Two other makers also made precision watches with the detached escapement. Both were friends of Arnold, and both employed the highly skilled workman and escapement maker Thomas Earnshaw. Emery used, with Arnold's permission, an earlier form of his compensation balance and helical balance spring, in conjunction with the detached lever escapement of Thomas Mudge, and John Brockbank employed Earnshaw to make his pattern of chronometer but with Brockbank's design of compensation balance.

In 1780, while making these chronometers for Brockbank, Earnshaw modified the pivoted detent by mounting the locking piece on a spring thus dispensing with the pivots. Arnold managed to see this new idea and promptly took out the 1782 patent for his own design of spring detent, but it is not known whether this preceded Earnshaw's own idea.

Therefore, there has been a great deal of debate over who invented the spring detent escapement, Arnold or Earnshaw. This argument, first initiated by Earnshaw has been continued by horological historians such as Rupert Gould to the present. However the argument is irrelevant. In recent years, research has established that Arnold's success was not due to the form of detent escapement, but to his original methods of adjusting the balance spring for positional errors by manipulating the overcoil terminal curve. For obvious reasons Arnold tried to keep these methods secret, certainly it is recorded that he clearly expressed his concerns about possible plagiarism to Earnshaw, warning him in no uncertain terms not to use his Helical balance spring.

Nevertheless, a year later, in 1783, Earnshaw—through another watchmaker, Thomas Wright—took out a patent that included Earnshaw's pattern of integral compensation balance and spring detent escapement in the multiple specification. However both of these were undeveloped and compared to Arnold's were of little use, the balance especially having to be redesigned.
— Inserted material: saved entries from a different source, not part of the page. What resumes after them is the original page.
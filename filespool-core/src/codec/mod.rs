//! Framing for the filespool stream.
//!
//! One byte stream carries two kinds of frames:
//!
//! ```text
//! line:    ASCII text terminated by '\n'      (commands, acks)
//! record:  len: u64 big-endian (8)
//!          data: [u8] (bincode FileRecord, exactly `len` bytes)
//! ```
//!
//! A record frame only ever follows a `SEND_FILE` line. The decoder
//! switches into record mode as soon as it yields that line, so the
//! receiver never has to peek at the stream itself.

use bytes::{Buf, BufMut, BytesMut};
use tokio_util::codec::{Decoder, Encoder};

use crate::error::SpoolError;
use crate::message::{Ack, Command};
use crate::record::FileRecord;

/// Longest accepted line, newline excluded.
pub const MAX_LINE_LENGTH: usize = 4096;

/// Default upper bound for one encoded record (1 GiB).
pub const DEFAULT_MAX_RECORD_SIZE: u64 = 1 << 30;

/// Length of the record frame prefix.
pub const RECORD_PREFIX_LEN: usize = 8;

/// Most buffer space reserved at once while a record is arriving; the
/// declared length is only a claim until the bytes show up.
const RESERVE_STEP: usize = 64 * 1024;

// ── Frame ────────────────────────────────────────────────────────

/// A single unit on the wire.
#[derive(Debug, Clone, PartialEq, Eq)]
pub enum Frame {
    /// A trimmed text line.
    Line(String),
    /// A file record following `SEND_FILE`.
    Record(FileRecord),
}

impl Frame {
    pub fn command(cmd: Command) -> Self {
        Frame::Line(cmd.as_str().to_string())
    }

    pub fn ack(ack: Ack) -> Self {
        Frame::Line(ack.as_str().to_string())
    }
}

// ── SpoolCodec ───────────────────────────────────────────────────

#[derive(Debug, Clone)]
pub struct SpoolCodec {
    max_record_size: u64,
    expect_record: bool,
}

impl SpoolCodec {
    pub fn new() -> Self {
        Self::with_max_record_size(DEFAULT_MAX_RECORD_SIZE)
    }

    pub fn with_max_record_size(max_record_size: u64) -> Self {
        Self {
            max_record_size,
            expect_record: false,
        }
    }

    pub fn max_record_size(&self) -> u64 {
        self.max_record_size
    }

    /// Whether the next frame must be a record.
    pub fn expects_record(&self) -> bool {
        self.expect_record
    }

    fn decode_record(&mut self, src: &mut BytesMut) -> Result<Option<Frame>, SpoolError> {
        if src.len() < RECORD_PREFIX_LEN {
            src.reserve(RECORD_PREFIX_LEN - src.len());
            return Ok(None);
        }

        let mut prefix = [0u8; RECORD_PREFIX_LEN];
        prefix.copy_from_slice(&src[..RECORD_PREFIX_LEN]);
        let len = u64::from_be_bytes(prefix);
        if len > self.max_record_size {
            return Err(SpoolError::RecordTooLarge {
                size: len,
                max: self.max_record_size,
            });
        }
        let len = usize::try_from(len).map_err(|_| SpoolError::RecordTooLarge {
            size: len,
            max: usize::MAX as u64,
        })?;

        let total = RECORD_PREFIX_LEN + len;
        if src.len() < total {
            src.reserve((total - src.len()).min(RESERVE_STEP));
            return Ok(None);
        }

        src.advance(RECORD_PREFIX_LEN);
        let payload = src.split_to(len);
        self.expect_record = false;

        let record = FileRecord::from_bytes(&payload)?;
        Ok(Some(Frame::Record(record)))
    }

    fn decode_line(&mut self, src: &mut BytesMut) -> Result<Option<Frame>, SpoolError> {
        let Some(newline) = src.iter().position(|b| *b == b'\n') else {
            if src.len() > MAX_LINE_LENGTH {
                return Err(SpoolError::LineTooLong {
                    max: MAX_LINE_LENGTH,
                });
            }
            return Ok(None);
        };
        if newline > MAX_LINE_LENGTH {
            return Err(SpoolError::LineTooLong {
                max: MAX_LINE_LENGTH,
            });
        }

        let raw = src.split_to(newline + 1);
        let line = String::from_utf8_lossy(&raw).trim().to_string();
        if line == Command::SendFile.as_str() {
            self.expect_record = true;
        }
        Ok(Some(Frame::Line(line)))
    }
}

impl Default for SpoolCodec {
    fn default() -> Self {
        Self::new()
    }
}

impl Decoder for SpoolCodec {
    type Item = Frame;
    type Error = SpoolError;

    fn decode(&mut self, src: &mut BytesMut) -> Result<Option<Self::Item>, Self::Error> {
        if self.expect_record {
            self.decode_record(src)
        } else {
            self.decode_line(src)
        }
    }

    fn decode_eof(&mut self, src: &mut BytesMut) -> Result<Option<Self::Item>, Self::Error> {
        if let Some(frame) = self.decode(src)? {
            return Ok(Some(frame));
        }
        if self.expect_record && !src.is_empty() {
            return Err(SpoolError::Decode(format!(
                "stream ended mid-record ({} bytes buffered)",
                src.len()
            )));
        }
        if self.expect_record {
            return Err(SpoolError::Decode("stream ended before record".into()));
        }
        // A line without its newline is dropped with the stream.
        src.clear();
        Ok(None)
    }
}

impl Encoder<Frame> for SpoolCodec {
    type Error = SpoolError;

    fn encode(&mut self, item: Frame, dst: &mut BytesMut) -> Result<(), Self::Error> {
        match item {
            Frame::Line(line) => {
                if line.len() > MAX_LINE_LENGTH || line.contains('\n') {
                    return Err(SpoolError::InvalidCommand(line));
                }
                dst.reserve(line.len() + 1);
                dst.extend_from_slice(line.as_bytes());
                dst.put_u8(b'\n');
            }
            Frame::Record(record) => {
                let payload = record.to_bytes()?;
                let size = payload.len() as u64;
                if size > self.max_record_size {
                    return Err(SpoolError::RecordTooLarge {
                        size,
                        max: self.max_record_size,
                    });
                }
                dst.reserve(RECORD_PREFIX_LEN + payload.len());
                dst.put_u64(size);
                dst.extend_from_slice(&payload);
            }
        }
        Ok(())
    }
}

// ── Tests ────────────────────────────────────────────────────────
Eventually, after much argument, the Board of Longitude granted Earnshaw and Arnold awards for their improvements to chronometers. Earnshaw received £2500 and John Arnold's son, John Roger Arnold, received £1672. The bimetallic compensation balance and the spring detent escapement in the forms designed by Earnshaw have been used essentially universally in marine chronometers since then, and for this reason Earnshaw is also generally regarded as one of the pioneers of chronometer development.

However, because Arnold's balance spring patents were in force (each for 14 years) Earnshaw could not use the helical balance spring until the 1775 patent lapsed in 1789, and in the case of the 1782 patent, 1796. Until around 1796, Earnshaw made watches with flat balance springs only, but post 1800 practically every marine chronometer including those by Earnshaw had a helical spring with terminal overcoils.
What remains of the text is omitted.